287-find-the-duplicate-number
Question
https://leetcode.com/problems/find-the-duplicate-number/description/
Given an array nums containing n + 1 integers where each integer is between 1 and n (inclusive), prove that at least one duplicate number must exist.

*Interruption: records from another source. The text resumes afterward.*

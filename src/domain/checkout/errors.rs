//! Checkout-specific error types.
//!
//! # HTTP Status Mapping
//!
//! | Error | HTTP Status |
//! |-------|-------------|
//! | Validation, EmptyCart, TooManyItems, DuplicateProduct, TotalsMismatch | 400 |
//! | ProductNotFound, OrderNotFound | 404 |
//! | ProductUnavailable, PriceChanged, InsufficientStock, InvalidTransition | 409 |
//! | Payment (card errors) | 402 |
//! | Payment (processor errors) | 502 |
//! | Infrastructure | 500 |

use crate::domain::foundation::{
    DomainError, ErrorCode, Money, ProductId, ValidationError,
};

use super::payment::PaymentError;
use super::status::OrderStatus;

/// Everything that can go wrong while placing or settling an order.
#[derive(Debug, Clone, PartialEq, Eq)]
pub enum CheckoutError {
    /// A field of the purchase failed validation.
    Validation(ValidationError),

    /// The purchase contained no items.
    EmptyCart,

    /// More distinct lines than the configured limit.
    TooManyItems { max: usize },

    /// Two different lines name the same product.
    DuplicateProduct(ProductId),

    /// The client's order summary disagrees with its own line items.
    TotalsMismatch {
        field: &'static str,
        declared: String,
        computed: String,
    },

    ProductNotFound(ProductId),

    /// The product exists but is not for sale.
    ProductUnavailable(ProductId),

    /// The catalog price differs from the price in the cart.
    PriceChanged {
        product_id: ProductId,
        cart_price: Money,
        current_price: Money,
    },

    InsufficientStock {
        product_id: ProductId,
        requested: u32,
        available: u32,
    },

    OrderNotFound(String),

    InvalidTransition { from: OrderStatus, to: OrderStatus },

    /// The payment processor refused or failed the call.
    Payment(PaymentError),

    Infrastructure(String),
}

impl CheckoutError {
    pub fn infrastructure(message: impl Into<String>) -> Self {
        CheckoutError::Infrastructure(message.into())
    }

    pub fn totals_mismatch(
        field: &'static str,
        declared: impl ToString,
        computed: impl ToString,
    ) -> Self {
        CheckoutError::TotalsMismatch {
            field,
            declared: declared.to_string(),
            computed: computed.to_string(),
        }
    }

    /// Returns the error code for this error.
    pub fn code(&self) -> ErrorCode {
        match self {
            CheckoutError::Validation(_) => ErrorCode::ValidationFailed,
            CheckoutError::EmptyCart => ErrorCode::EmptyCart,
            CheckoutError::TooManyItems { .. } => ErrorCode::TooManyItems,
            CheckoutError::DuplicateProduct(_) => ErrorCode::DuplicateProduct,
            CheckoutError::TotalsMismatch { .. } => ErrorCode::TotalsMismatch,
            CheckoutError::ProductNotFound(_) => ErrorCode::ProductNotFound,
            CheckoutError::ProductUnavailable(_) => ErrorCode::ProductUnavailable,
            CheckoutError::PriceChanged { .. } => ErrorCode::PriceChanged,
            CheckoutError::InsufficientStock { .. } => ErrorCode::InsufficientStock,
            CheckoutError::OrderNotFound(_) => ErrorCode::OrderNotFound,
            CheckoutError::InvalidTransition { .. } => ErrorCode::InvalidStateTransition,
            CheckoutError::Payment(err) if err.code.is_card_error() => ErrorCode::PaymentRequired,
            CheckoutError::Payment(_) => ErrorCode::ExternalServiceError,
            CheckoutError::Infrastructure(_) => ErrorCode::InternalError,
        }
    }

    /// Returns a user-friendly error message.
    pub fn message(&self) -> String {
        match self {
            CheckoutError::Validation(err) => err.to_string(),
            CheckoutError::EmptyCart => "Order must contain at least one item".to_string(),
            CheckoutError::TooManyItems { max } => {
                format!("Order may contain at most {} different products", max)
            }
            CheckoutError::DuplicateProduct(id) => {
                format!("Product {} appears on more than one line", id)
            }
            CheckoutError::TotalsMismatch {
                field,
                declared,
                computed,
            } => format!(
                "Order {} {} does not match the items ({})",
                field, declared, computed
            ),
            CheckoutError::ProductNotFound(id) => format!("Product {} not found", id),
            CheckoutError::ProductUnavailable(id) => {
                format!("Product {} is no longer available", id)
            }
            CheckoutError::PriceChanged {
                product_id,
                cart_price,
                current_price,
            } => format!(
                "Price of product {} changed from {} to {}",
                product_id, cart_price, current_price
            ),
            CheckoutError::InsufficientStock {
                product_id,
                requested,
                available,
            } => format!(
                "Only {} of product {} in stock, {} requested",
                available, product_id, requested
            ),
            CheckoutError::OrderNotFound(tracking) => format!("Order not found: {}", tracking),
            CheckoutError::InvalidTransition { from, to } => {
                format!("Cannot move order from {} to {}", from, to)
            }
            CheckoutError::Payment(err) => format!("Payment failed: {}", err.message),
            CheckoutError::Infrastructure(msg) => format!("Error: {}", msg),
        }
    }

    /// Returns true if the same request may succeed when repeated.
    pub fn is_retryable(&self) -> bool {
        match self {
            CheckoutError::Payment(err) => err.is_retryable(),
            CheckoutError::Infrastructure(_) => true,
            _ => false,
        }
    }
}

impl std::fmt::Display for CheckoutError {
    fn fmt(&self, f: &mut std::fmt::Formatter<'_>) -> std::fmt::Result {
        write!(f, "{}", self.message())
    }
}

impl std::error::Error for CheckoutError {}

impl From<ValidationError> for CheckoutError {
    fn from(err: ValidationError) -> Self {
        CheckoutError::Validation(err)
    }
}

impl From<PaymentError> for CheckoutError {
    fn from(err: PaymentError) -> Self {
        CheckoutError::Payment(err)
    }
}

impl From<DomainError> for CheckoutError {
    fn from(err: DomainError) -> Self {
        match err.code {
            ErrorCode::OrderNotFound => CheckoutError::OrderNotFound(err.message),
            _ => CheckoutError::Infrastructure(err.to_string()),
        }
    }
}

impl From<CheckoutError> for DomainError {
    fn from(err: CheckoutError) -> Self {
        DomainError::new(err.code(), err.message())
    }
}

Assume that there is only one duplicate number, find the duplicate one.
Example:
Thought Process
- Two Pointers and Mid Element
- Use the mid as way to count the number that is smaller than it
- If count is greater than mi, the number is on the smaller side, otherwise is on the high side
- Time complexity O(n^2)
- Space complexity O(1)
- Sort (Violate the Requirement)
- Time complexity O(nlogn)
- Space complexity O(1)
- Hash Table (Violate the Requirement)
- Time complexity O(n)
- Space complexity O(n)
- Floyd's Tortoise and Hare
- We can treat this as linked list while every value in the array is the index
Solution
class Solution {
public int findDuplicate(int[] nums) {
int lo = 1, hi = nums.length - 1, mi, count;
while (lo < hi) {
mi = lo + (hi - lo)/2;
count = 0;
for (int num : nums) {
if (num <= mi) count++;
}
if (count > mi) hi = mi;
else lo = mi + 1;
}
return lo;
}
}
class Solution {
public int findDuplicate(int[] nums) {
Arrays.sort(nums);
for (int i = 1; i < nums.length; i++) {
if (nums[i] == nums[i-1]) {
return nums[i];
}
}
return -1;
}
}
class Solution {
public int findDuplicate(int[] nums) {
Set<Integer> seen = new HashSet<Integer>();
for (int num : nums) {
if (!seen.add(num)) return num;
}
return -1;
}
}
class Solution {
public int findDuplicate(int[] nums) {
int slow = nums[0], fast = nums[0];
do {
slow = nums[slow];
fast = nums[nums[fast]];
} while (slow != fast);
// reset fast and travel to the entry of circle
fast = nums[0];
while (slow != fast) {
slow = nums[slow];
fast = nums[fast];
}
return slow;
}
}